To adapt mitochondrial functions to cellular demands, nuclear genes that encode mitochondrial proteins are tightly regulated. Z. Arany (Boston, MA, USA) reported on the crucial role of the transcription factor peroxisome proliferator‐activated receptor‐γ, coactivator 1‐α (PGC1α) for the regulation of mitochondrial biogenesis in skeletal muscle. The expression of Pgc1α is stimulated by exercise, where it exerts many effects on both mitochondrial levels and function. In addition to increasing mitochondrial abundance and vasculogenesis, elevated expression of Pgc1α has been shown to protect muscles from atrophy, such as that caused by denervation of the muscle. Arany speculated that drugs that increase Pgc1α expression or activate the general promotion of mitochondrial function through Pgc1α could eventually lead to a therapeutic strategy against muscle diseases.
A further level of coordination of mitochondrial synthesis and assembly of respiratory chain complexes is beautifully illustrated in the assembly pathway of the cytochrome oxidase complex (COX; complex IV) of the OXPHOS system. The crucial catalytic and core subunits—Cox1, Cox2 and Cox3—are mitochondrially encoded. Both T. Fox (Ithaca, NY, USA) and A. Barrientos (Miami, FL, USA) discussed the intricate feedback system used in yeast mitochondria to balance the level of synthesis of the Cox1 protein with the assembly of the COX complex. This system involves a dual‐function protein termed Mss51, which binds to both Cox1 mRNA to promote Cox1 translation and to the newly synthesized, unassembled Cox1 polypeptide. The latter step requires the presence of the Cox14 protein. Mss51 remains bound to the Cox1 polypeptide until Cox1 proceeds with its assembly pathway, a step that results in the release and recycling of Mss51. If the further assembly of Cox1 is hindered, Mss51 remains bound to the unassembled Cox1 protein and therefore becomes a limiting factor for the next round of Cox1 mRNA translation. This elaborate feedback pathway acts to coordinate the levels of protein produced with the assembly of active enzyme complexes. Barrientos also reported that the subsequent assembly of Cox1—which results in the release of Mss51—is promoted through the action of the Shy1 protein. Shy1 is the yeast orthologue of human SURF1, a protein associated with Leigh syndrome—a severe neurological disorder of infancy that is commonly associated with a systemic COX deficiency.

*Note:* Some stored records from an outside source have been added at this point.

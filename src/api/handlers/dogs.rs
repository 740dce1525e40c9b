//! Dog profile handlers: register, list, get, visibility, candidates.

use axum::extract::{Path, Query, State};
use axum::http::{HeaderMap, StatusCode};
use axum::response::IntoResponse;
use axum::routing::{get, patch, post};
use axum::{Json, Router};

use crate::api::dto::{
    CandidateDto, CandidateListResponse, CandidateQuery, DogListResponse, DogProfileDto,
    RegisterDogRequest, ScoreBreakdownDto, VisibilityRequest,
};
use crate::app_state::AppState;
use crate::domain::{DogAttributes, DogId, Gender, SizeClass, Temperament};
use crate::error::{ErrorResponse, MatchError};

/// `POST /dogs` — Register a new dog profile.
///
/// # Errors
///
/// Returns [`MatchError::Validation`] on a blank name, out-of-range age,
/// non-positive weight, or an unrecognized gender or size string.
#[utoipa::path(
    post,
    path = "/api/v1/dogs",
    tag = "Dogs",
    summary = "Register a dog",
    description = "Creates a breeding profile owned by the acting user. Only the name is required; attributes may be filled in later and missing ones simply contribute nothing to compatibility scores.",
    request_body = RegisterDogRequest,
    responses(
        (status = 201, description = "Dog registered", body = DogProfileDto),
        (status = 400, description = "Invalid attributes", body = ErrorResponse),
        (status = 403, description = "Missing or malformed actor header", body = ErrorResponse),
    )
)]
pub async fn register_dog(
    State(state): State<AppState>,
    headers: HeaderMap,
    Json(req): Json<RegisterDogRequest>,
) -> Result<impl IntoResponse, MatchError> {
    let actor = super::actor_from_headers(&headers)?;
    let attributes = parse_dog_attributes(&req)?;

    let profile = state
        .dog_service
        .register_dog(actor, &req.name, attributes)
        .await?;

    Ok((StatusCode::CREATED, Json(DogProfileDto::from(&profile))))
}

/// `GET /dogs` — List the acting user's own dogs.
///
/// # Errors
///
/// Returns [`MatchError::Authorization`] when the actor header is missing.
#[utoipa::path(
    get,
    path = "/api/v1/dogs",
    tag = "Dogs",
    summary = "List my dogs",
    description = "Returns every profile owned by the acting user, oldest first.",
    responses(
        (status = 200, description = "The actor's dogs", body = DogListResponse),
        (status = 403, description = "Missing or malformed actor header", body = ErrorResponse),
    )
)]
pub async fn list_my_dogs(
    State(state): State<AppState>,
    headers: HeaderMap,
) -> Result<impl IntoResponse, MatchError> {
    let actor = super::actor_from_headers(&headers)?;

    let mut profiles = state.dog_service.list_my_dogs(actor).await;
    profiles.sort_by(|a, b| a.created_at.cmp(&b.created_at).then_with(|| a.id.cmp(&b.id)));

    let data: Vec<DogProfileDto> = profiles.iter().map(DogProfileDto::from).collect();
    let total = data.len();

    Ok(Json(DogListResponse { data, total }))
}

/// `GET /dogs/:id` — Fetch a single profile.
///
/// Hidden profiles stay reachable for their owner and report not-found to
/// everyone else.
///
/// # Errors
///
/// Returns [`MatchError::DogNotFound`] if the dog does not exist or is
/// hidden from the actor.
#[utoipa::path(
    get,
    path = "/api/v1/dogs/{id}",
    tag = "Dogs",
    summary = "Get a dog profile",
    description = "Returns the full profile including breeding statistics. Hidden dogs are visible to their owner only.",
    params(
        ("id" = uuid::Uuid, Path, description = "Dog UUID"),
    ),
    responses(
        (status = 200, description = "Dog profile", body = DogProfileDto),
        (status = 404, description = "Dog not found", body = ErrorResponse),
    )
)]
pub async fn get_dog(
    State(state): State<AppState>,
    headers: HeaderMap,
    Path(id): Path<uuid::Uuid>,
) -> Result<impl IntoResponse, MatchError> {
    let actor = super::actor_from_headers(&headers)?;
    let dog_id = DogId::from_uuid(id);

    let profile = state.dog_service.get_dog(dog_id).await?;
    if !profile.visible && profile.owner_id != actor {
        return Err(MatchError::DogNotFound(dog_id));
    }

    Ok(Json(DogProfileDto::from(&profile)))
}

/// `PATCH /dogs/:id/visibility` — Show or hide a dog in candidate listings.
///
/// # Errors
///
/// Returns [`MatchError::Authorization`] when the actor does not own the
/// dog.
#[utoipa::path(
    patch,
    path = "/api/v1/dogs/{id}/visibility",
    tag = "Dogs",
    summary = "Toggle dog visibility",
    description = "Owner-only. Hidden dogs never appear in other owners' candidate listings and reject new match requests, but existing matches continue unaffected.",
    params(
        ("id" = uuid::Uuid, Path, description = "Dog UUID"),
    ),
    request_body = VisibilityRequest,
    responses(
        (status = 200, description = "Updated profile", body = DogProfileDto),
        (status = 403, description = "Actor does not own this dog", body = ErrorResponse),
        (status = 404, description = "Dog not found", body = ErrorResponse),
    )
)]
pub async fn set_visibility(
    State(state): State<AppState>,
    headers: HeaderMap,
    Path(id): Path<uuid::Uuid>,
    Json(req): Json<VisibilityRequest>,
) -> Result<impl IntoResponse, MatchError> {
    let actor = super::actor_from_headers(&headers)?;

    let profile = state
        .dog_service
        .set_visibility(actor, DogId::from_uuid(id), req.visible)
        .await?;

    Ok(Json(DogProfileDto::from(&profile)))
}

/// `GET /dogs/:id/candidates` — Ranked breeding candidates for one of the
/// actor's dogs.
///
/// # Errors
///
/// Returns [`MatchError::Authorization`] when the reference dog belongs to
/// someone else.
#[utoipa::path(
    get,
    path = "/api/v1/dogs/{id}/candidates",
    tag = "Dogs",
    summary = "Browse breeding candidates",
    description = "Scores every visible opposite-gender dog of other owners against the reference dog and returns those above zero, best first. Dogs already in an open match with the reference dog are skipped unless `available_only=false`.",
    params(
        ("id" = uuid::Uuid, Path, description = "Reference dog UUID"),
        ("available_only" = Option<bool>, Query, description = "Skip dogs already engaged with the reference dog (default true)"),
    ),
    responses(
        (status = 200, description = "Ranked candidates", body = CandidateListResponse),
        (status = 403, description = "Reference dog belongs to someone else", body = ErrorResponse),
        (status = 404, description = "Reference dog not found", body = ErrorResponse),
    )
)]
pub async fn list_candidates(
    State(state): State<AppState>,
    headers: HeaderMap,
    Path(id): Path<uuid::Uuid>,
    Query(query): Query<CandidateQuery>,
) -> Result<impl IntoResponse, MatchError> {
    let actor = super::actor_from_headers(&headers)?;
    let dog_id = DogId::from_uuid(id);

    let candidates = state
        .match_service
        .candidates_for(actor, dog_id, query.available_only)
        .await?;

    let data: Vec<CandidateDto> = candidates
        .into_iter()
        .map(|candidate| CandidateDto {
            dog: DogProfileDto::from(&candidate.dog),
            compatibility_score: candidate.score,
            breakdown: ScoreBreakdownDto::from(candidate.breakdown),
        })
        .collect();
    let total = data.len();

    Ok(Json(CandidateListResponse {
        reference_dog_id: dog_id,
        data,
        total,
    }))
}

/// Dog profile routes.
pub fn routes() -> Router<AppState> {
    Router::new()
        .route("/dogs", post(register_dog).get(list_my_dogs))
        .route("/dogs/{id}", get(get_dog))
        .route("/dogs/{id}/visibility", patch(set_visibility))
        .route("/dogs/{id}/candidates", get(list_candidates))
}

// ── Attribute Parsing Helpers ───────────────────────────────────────────

/// Converts the stringly-typed registration body into domain attributes.
///
/// # Errors
///
/// Returns [`MatchError::Validation`] on an unrecognized gender or size
/// string.
fn parse_dog_attributes(req: &RegisterDogRequest) -> Result<DogAttributes, MatchError> {
    let gender = req.gender.as_deref().map(parse_gender).transpose()?;
    let size = req.size.as_deref().map(parse_size_class).transpose()?;

    Ok(DogAttributes {
        breed: req.breed.clone(),
        gender,
        age_years: req.age_years,
        size,
        weight_kg: req.weight_kg,
        coat_type: req.coat_type.clone(),
        color: req.color.clone(),
        temperament: req
            .temperament
            .clone()
            .map(Temperament::from)
            .unwrap_or_default(),
    })
}

/// Parses a gender string, case-insensitively.
fn parse_gender(value: &str) -> Result<Gender, MatchError> {
    match value.to_ascii_lowercase().as_str() {
        "male" => Ok(Gender::Male),
        "female" => Ok(Gender::Female),
        other => Err(MatchError::Validation(format!(
            "unrecognized gender: {other}"
        ))),
    }
}

/// Parses a size class string, case-insensitively.
fn parse_size_class(value: &str) -> Result<SizeClass, MatchError> {
    match value.to_ascii_lowercase().as_str() {
        "small" => Ok(SizeClass::Small),
        "medium" => Ok(SizeClass::Medium),
        "large" => Ok(SizeClass::Large),
        "giant" => Ok(SizeClass::Giant),
        other => Err(MatchError::Validation(format!(
            "unrecognized size class: {other}"
        ))),
    }
}
//! Shared application state injected into all Axum handlers.

use std::sync::Arc;

use crate::domain::EventBus;
use crate::service::{DogService, MatchService};

/// Shared application state available to all handlers via Axum's
/// `State` extractor.
#[derive(Debug, Clone)]
pub struct AppState {
    /// Dog profile operations.
    pub dog_service: Arc<DogService>,
    /// Candidate scoring and match lifecycle operations.
    pub match_service: Arc<MatchService>,
    /// Event bus carrying match lifecycle notifications.
    pub event_bus: EventBus,
}
//! Domain layer: core types, scoring, lifecycle, and event system.
//!
//! This module contains the server-side domain model including typed
//! identifiers, dog profiles with breeding statistics, the compatibility
//! scorer, the match request state machine with its viewer-relative
//! projections, the event bus for broadcasting lifecycle changes, and the
//! concurrent registries for dogs and matches.

pub mod dog;
pub mod dog_registry;
pub mod event_bus;
pub mod ids;
pub mod match_event;
pub mod match_registry;
pub mod match_request;
pub mod match_view;
pub mod scoring;

pub use dog::{BreedingStats, DogAttributes, DogProfile, DogSummary, Gender, SizeClass, Temperament};
pub use dog_registry::DogRegistry;
pub use event_bus::EventBus;
pub use ids::{DogId, MatchId, OutcomeId, UserId};
pub use match_event::{MatchEvent, MatchNotification};
pub use match_registry::MatchRegistry;
pub use match_request::{
    MatchOutcome, MatchRequest, MatchStatus, NewMatchRequest, OutcomeKind, PartyRole,
    StatusTimestamps,
};
pub use match_view::{MatchCounts, MatchDirection, MatchGroups, MatchView};
pub use scoring::{
    breeds_in_group, compatibility_score, score_breakdown, BreedGroup, ScoreBreakdown,
    ALL_BREED_GROUPS, SCORE_MAX,
};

As indicated above for Shy1/Surf1 and its link to Leigh syndrome, defects in OXPHOS biogenesis and function are the underlying cause for various human neuromuscular defects or syndromes. However, the most common diseases associated with OXPHOS metabolism (approximately 40%) can be attributed to defects within complex I, the NADH dehydrogenase complex. M. Ryan (Melbourne, Australia) described the analysis of a complex I assembly defect in mitochondria isolated from the fibroblasts of a patient suffering from a cardioencephalomyopathy caused by mutations in the gene encoding the complex I intermediate associated protein of 30 kDa (CIA30) protein. Ryan showed that CIA30 interacts directly with assembly intermediates of complex I. Introduction of wild type CIA30 into the patient's fibroblasts restored the normal assembly of an enzymatically active complex I in these cells. Therefore, CIA30 is a crucial component in the early assembly steps of complex I, and defects in this protein can cause mitochondrial disease.
The meeting also presented a forum for young researchers selected from the poster presentations to talk about their exciting new data. Two of these speakers, D. Mick (Freiburg, Germany) and F. Pierrel (Salt Lake City, UT, USA) identified two new components—termed cytochrome c oxidase assembly factor (Coa)1 and Coa2—involved in the assembly of the COX complex, using biochemical or genetic approaches. Although Coa1 seems to have a role in the early steps of Cox1 assembly together with Mss51, Cox14 and Shy1, the molecular role of Coa2 is still unknown.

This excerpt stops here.